What is being asked:
For each record below, write an exact copy.

Data shown:
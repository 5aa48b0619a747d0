//! Degraded-mode synthetic provider.
//!
//! Used when no provider credentials are configured. Responses are
//! deterministic, derived only from the request, and always carry
//! `synthetic = true` so nothing downstream can mistake them for real
//! grades.

use async_trait::async_trait;
use serde_json::json;

use crate::error::ProviderError;
use crate::gateway::{CorrectionRequest, GradingProvider, RawProviderResponse};
use crate::model::essay::count_chars;

const SYNTHETIC_MODEL: &str = "synthetic-v1";

/// Provider that fabricates a plausible, clearly-tagged grading response.
#[derive(Debug, Default)]
pub struct SyntheticProvider;

impl SyntheticProvider {
    pub fn new() -> Self {
        Self
    }
}

#[async_trait]
impl GradingProvider for SyntheticProvider {
    fn id(&self) -> &str {
        "synthetic"
    }

    async fn correct(
        &self,
        request: &CorrectionRequest,
    ) -> Result<RawProviderResponse, ProviderError> {
        let chars = count_chars(&request.text) as f64;
        // Length-based placeholder: long enough essays plateau at 45/50.
        let total = (30.0 + chars / 60.0).min(45.0);
        let dimension = (total / 4.0 * 10.0).round() / 10.0;

        let payload = json!({
            "total_score": total,
            "content_score": dimension,
            "language_score": dimension,
            "structure_score": dimension,
            "writing_score": dimension,
            "overall_comment": format!(
                "Synthetic placeholder grade for '{}' ({} characters). \
                 No provider credentials were configured.",
                request.title, chars as i64
            ),
            "improvement_suggestions": ["Configure a grading provider to receive real feedback."],
            "error_corrections": [],
        });

        Ok(RawProviderResponse {
            provider: self.id().to_string(),
            model_version: SYNTHETIC_MODEL.to_string(),
            payload,
            latency_ms: 0,
            synthetic: true,
        })
    }
}

#[cfg(test)]
mod tests {
    use super::*;

    fn request(text: &str) -> CorrectionRequest {
        CorrectionRequest {
            text: text.to_string(),
            title: "题目".to_string(),
            grade: "junior".to_string(),
        }
    }

    #[tokio::test]
    async fn test_synthetic_response_is_tagged() {
        let provider = SyntheticProvider::new();
        let response = provider.correct(&request("这是作文")).await.expect("grading");

        assert!(response.synthetic);
        assert_eq!(response.provider, "synthetic");
        assert_eq!(response.model_version, SYNTHETIC_MODEL);
    }

    #[tokio::test]
    async fn test_synthetic_response_is_deterministic() {
        let provider = SyntheticProvider::new();
        let req = request("春天来了，花开了。");

        let first = provider.correct(&req).await.expect("grading");
        let second = provider.correct(&req).await.expect("grading");
        assert_eq!(first.payload, second.payload);
    }

    #[tokio::test]
    async fn test_synthetic_score_within_range() {
        let provider = SyntheticProvider::new();
        let long_text = "字".repeat(5000);

        let response = provider.correct(&request(&long_text)).await.expect("grading");
        let total = response.payload["total_score"].as_f64().expect("score");
        assert!(total <= 45.0);
        assert!(total >= 30.0);
    }
}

Answer box:
repository 5aa48b0619a747d0
//! Degraded-mode synthetic provider.
//!
//! Used when no provider credentials are configured. Responses are
//! deterministic, derived only from the request, and always carry
//! `synthetic = true` so nothing downstream can mistake them for real
//! grades.

use async_trait::async_trait;
use serde_json::json;

use crate::error::ProviderError;
use crate::gateway::{CorrectionRequest, GradingProvider, RawProviderResponse};
use crate::model::essay::count_chars;

const SYNTHETIC_MODEL: &str = "synthetic-v1";

/// Provider that fabricates a plausible, clearly-tagged grading response.
#[derive(Debug, Default)]
pub struct SyntheticProvider;

impl SyntheticProvider {
    pub fn new() -> Self {
        Self
    }
}

#[async_trait]
impl GradingProvider for SyntheticProvider {
    fn id(&self) -> &str {
        "synthetic"
    }

    async fn correct(
        &self,
        request: &CorrectionRequest,
    ) -> Result<RawProviderResponse, ProviderError> {
        let chars = count_chars(&request.text) as f64;
        // Length-based placeholder: long enough essays plateau at 45/50.
        let total = (30.0 + chars / 60.0).min(45.0);
        let dimension = (total / 4.0 * 10.0).round() / 10.0;

        let payload = json!({
            "total_score": total,
            "content_score": dimension,
            "language_score": dimension,
            "structure_score": dimension,
            "writing_score": dimension,
            "overall_comment": format!(
                "Synthetic placeholder grade for '{}' ({} characters). \
                 No provider credentials were configured.",
                request.title, chars as i64
            ),
            "improvement_suggestions": ["Configure a grading provider to receive real feedback."],
            "error_corrections": [],
        });

        Ok(RawProviderResponse {
            provider: self.id().to_string(),
            model_version: SYNTHETIC_MODEL.to_string(),
            payload,
            latency_ms: 0,
            synthetic: true,
        })
    }
}

#[cfg(test)]
mod tests {
    use super::*;

    fn request(text: &str) -> CorrectionRequest {
        CorrectionRequest {
            text: text.to_string(),
            title: "题目".to_string(),
            grade: "junior".to_string(),
        }
    }

    #[tokio::test]
    async fn test_synthetic_response_is_tagged() {
        let provider = SyntheticProvider::new();
        let response = provider.correct(&request("这是作文")).await.expect("grading");

        assert!(response.synthetic);
        assert_eq!(response.provider, "synthetic");
        assert_eq!(response.model_version, SYNTHETIC_MODEL);
    }

    #[tokio::test]
    async fn test_synthetic_response_is_deterministic() {
        let provider = SyntheticProvider::new();
        let req = request("春天来了，花开了。");

        let first = provider.correct(&req).await.expect("grading");
        let second = provider.correct(&req).await.expect("grading");
        assert_eq!(first.payload, second.payload);
    }

    #[tokio::test]
    async fn test_synthetic_score_within_range() {
        let provider = SyntheticProvider::new();
        let long_text = "字".repeat(5000);

        let response = provider.correct(&request(&long_text)).await.expect("grading");
        let total = response.payload["total_score"].as_f64().expect("score");
        assert!(total <= 45.0);
        assert!(total >= 30.0);
    }
}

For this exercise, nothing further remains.